Cefaly for Migraine: Diminishing Returns & No Long-Term Relief
My early success with the Cefaly, the external nerve stimulator I told you about last summer, didn’t hold up. I used it for at least an hour a day for six months, over which time my relief from it decreased from three hours a day to no relief at all. None of the published studies on the Cefaly talk about this happening, but none of them studied its use for more than a few months.
The Cefaly can be used to stop migraine attacks in progress (and to stop other types of headaches, according to the manual, though all the published research is on migraine) or as a daily preventive. Since I have (had!) migraines every day, I hoped for both. Not only did I experience diminishing returns of acute relief, I never noticed a preventive effect. Stopping it did not increase my migraine frequency, severity or duration.

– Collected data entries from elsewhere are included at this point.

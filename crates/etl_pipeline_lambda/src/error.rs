use etl_pipeline_core::contract::ContractError;
use etl_pipeline_core::listing::ListingError;
use etl_pipeline_core::records::RecordError;
use thiserror::Error;

use crate::config::ConfigError;

/// Failure of one stage invocation.
///
/// None of these are retried in-process; returning one fails the invocation
/// and leaves redelivery to the orchestrator or the queue.
#[derive(Debug, Error)]
pub enum EtlError {
    #[error(transparent)]
    Config(#[from] ConfigError),

    #[error("invocation state is malformed: {0}")]
    InvalidState(#[source] serde_json::Error),

    #[error("malformed queue event: {0}")]
    MalformedEvent(String),

    #[error("failed to list source objects: {message}")]
    Listing { message: String },

    #[error("source listing is not in key order: {0}")]
    KeyOrder(#[from] ListingError),

    #[error(transparent)]
    Contract(#[from] ContractError),

    #[error("failed to enqueue page ending at '{last_key}': {message}")]
    PageSend { last_key: String, message: String },

    #[error("{failed_pages} page(s) and {failed_batches} object batch(es) were not fully enqueued: {details}")]
    SplitIncomplete {
        failed_pages: usize,
        failed_batches: usize,
        details: String,
    },

    #[error("failed to read source object '{key}': {message}")]
    Read { key: String, message: String },

    #[error("failed to transform object '{key}': {source}")]
    Transform {
        key: String,
        #[source]
        source: RecordError,
    },

    #[error("failed to write destination object '{key}': {message}")]
    Write { key: String, message: String },

    #[error("listing did not complete within {invocations} invocations")]
    ListingStalled { invocations: usize },
}
//! Environment configuration for the three Lambda functions.
//!
//! Each function reads only the variables it needs. Values are looked up
//! through a closure so tests never touch the process environment.

use std::time::Duration;

use etl_pipeline_core::contract::{DEFAULT_LISTING_SAFETY_MARGIN, DEFAULT_METRICS_NAMESPACE};
use thiserror::Error;

pub const SOURCE_BUCKET_ENV: &str = "SOURCE_BUCKET_NAME";
pub const DESTINATION_BUCKET_ENV: &str = "DESTINATION_BUCKET_NAME";
pub const PAGES_QUEUE_URL_ENV: &str = "PAGES_SQS_QUEUE_URL";
pub const OBJECTS_QUEUE_URL_ENV: &str = "S3_OBJECTS_SQS_QUEUE_URL";
pub const METRICS_NAMESPACE_ENV: &str = "METRICS_NAMESPACE";
pub const SAFETY_MARGIN_ENV: &str = "LISTING_SAFETY_MARGIN_SECS";

#[derive(Debug, Clone, PartialEq, Eq, Error)]
pub enum ConfigError {
    #[error("{0} must be configured")]
    Missing(&'static str),
    #[error("{name} must be {expected}, got '{value}'")]
    Invalid {
        name: &'static str,
        expected: &'static str,
        value: String,
    },
}

#[derive(Debug, Clone, PartialEq, Eq)]
pub struct ListPagesConfig {
    pub source_bucket: String,
    pub pages_queue_url: String,
    pub safety_margin: Duration,
}

impl ListPagesConfig {
    pub fn from_env() -> Result<Self, ConfigError> {
        Self::from_lookup(env_lookup)
    }

    pub fn from_lookup(lookup: impl Fn(&str) -> Option<String>) -> Result<Self, ConfigError> {
        let safety_margin = match optional(&lookup, SAFETY_MARGIN_ENV) {
            None => DEFAULT_LISTING_SAFETY_MARGIN,
            Some(value) => value
                .parse::<u64>()
                .map(Duration::from_secs)
                .map_err(|_| ConfigError::Invalid {
                    name: SAFETY_MARGIN_ENV,
                    expected: "a whole number of seconds",
                    value,
                })?,
        };

        Ok(Self {
            source_bucket: required(&lookup, SOURCE_BUCKET_ENV)?,
            pages_queue_url: required(&lookup, PAGES_QUEUE_URL_ENV)?,
            safety_margin,
        })
    }
}

#[derive(Debug, Clone, PartialEq, Eq)]
pub struct SplitPageConfig {
    pub objects_queue_url: String,
}

impl SplitPageConfig {
    pub fn from_env() -> Result<Self, ConfigError> {
        Self::from_lookup(env_lookup)
    }

    pub fn from_lookup(lookup: impl Fn(&str) -> Option<String>) -> Result<Self, ConfigError> {
        Ok(Self {
            objects_queue_url: required(&lookup, OBJECTS_QUEUE_URL_ENV)?,
        })
    }
}

#[derive(Debug, Clone, PartialEq, Eq)]
pub struct TransformConfig {
    pub source_bucket: String,
    pub destination_bucket: String,
    pub metrics_namespace: String,
}

impl TransformConfig {
    pub fn from_env() -> Result<Self, ConfigError> {
        Self::from_lookup(env_lookup)
    }

    pub fn from_lookup(lookup: impl Fn(&str) -> Option<String>) -> Result<Self, ConfigError> {
        Ok(Self {
            source_bucket: required(&lookup, SOURCE_BUCKET_ENV)?,
            destination_bucket: required(&lookup, DESTINATION_BUCKET_ENV)?,
            metrics_namespace: optional(&lookup, METRICS_NAMESPACE_ENV)
                .unwrap_or_else(|| DEFAULT_METRICS_NAMESPACE.to_string()),
        })
    }
}

fn env_lookup(name: &str) -> Option<String> {
    std::env::var(name).ok()
}

fn optional(lookup: &impl Fn(&str) -> Option<String>, name: &str) -> Option<String> {
    lookup(name)
        .map(|value| value.trim().to_string())
        .filter(|value| !value.is_empty())
}

fn required(
    lookup: &impl Fn(&str) -> Option<String>,
    name: &'static str,
) -> Result<String, ConfigError> {
    optional(lookup, name).ok_or(ConfigError::Missing(name))
}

I’ve heard from about a dozen of you who tried the Cefaly. No one reported relief even as significant as I had early on and half couldn’t use the device because the sensation in their foreheads was unbearably painful. The Daily Headache readers tend to have chronic and/or severe chronic disorders, so we’re unlikely to be a representative sample. Maybe it’s less effective for people with more severe headache disorders or our propensity toward more significant allodynia (sensitivity to touch) makes it more painful than normal. (If you’re worried it will be painful for you, see if someone you know has a TENS unit you can try. The Cefaly is different than a standard unit in its electrode shape and preset programs, but you’ll get an idea of what it feels like.)
Do I rescind my recommendation? Somewhat surprisingly, no. As long as it’s in your budget (it is returnable, but you’ll be out shipping to and from Canada and a 20% restocking fee), I say go for it. We all respond to different treatments and several headache specialists have told me that even a 10% response rate in early research is encouraging. If you want to explore nerve stimulation without invasive surgery, want a drug-free treatment or haven’t had much luck with standard treatments, the Cefaly is, at the very least, worth a try.
I still have mine and will try it again soon. I’m hopeful that a few months without it will be a sort of reset.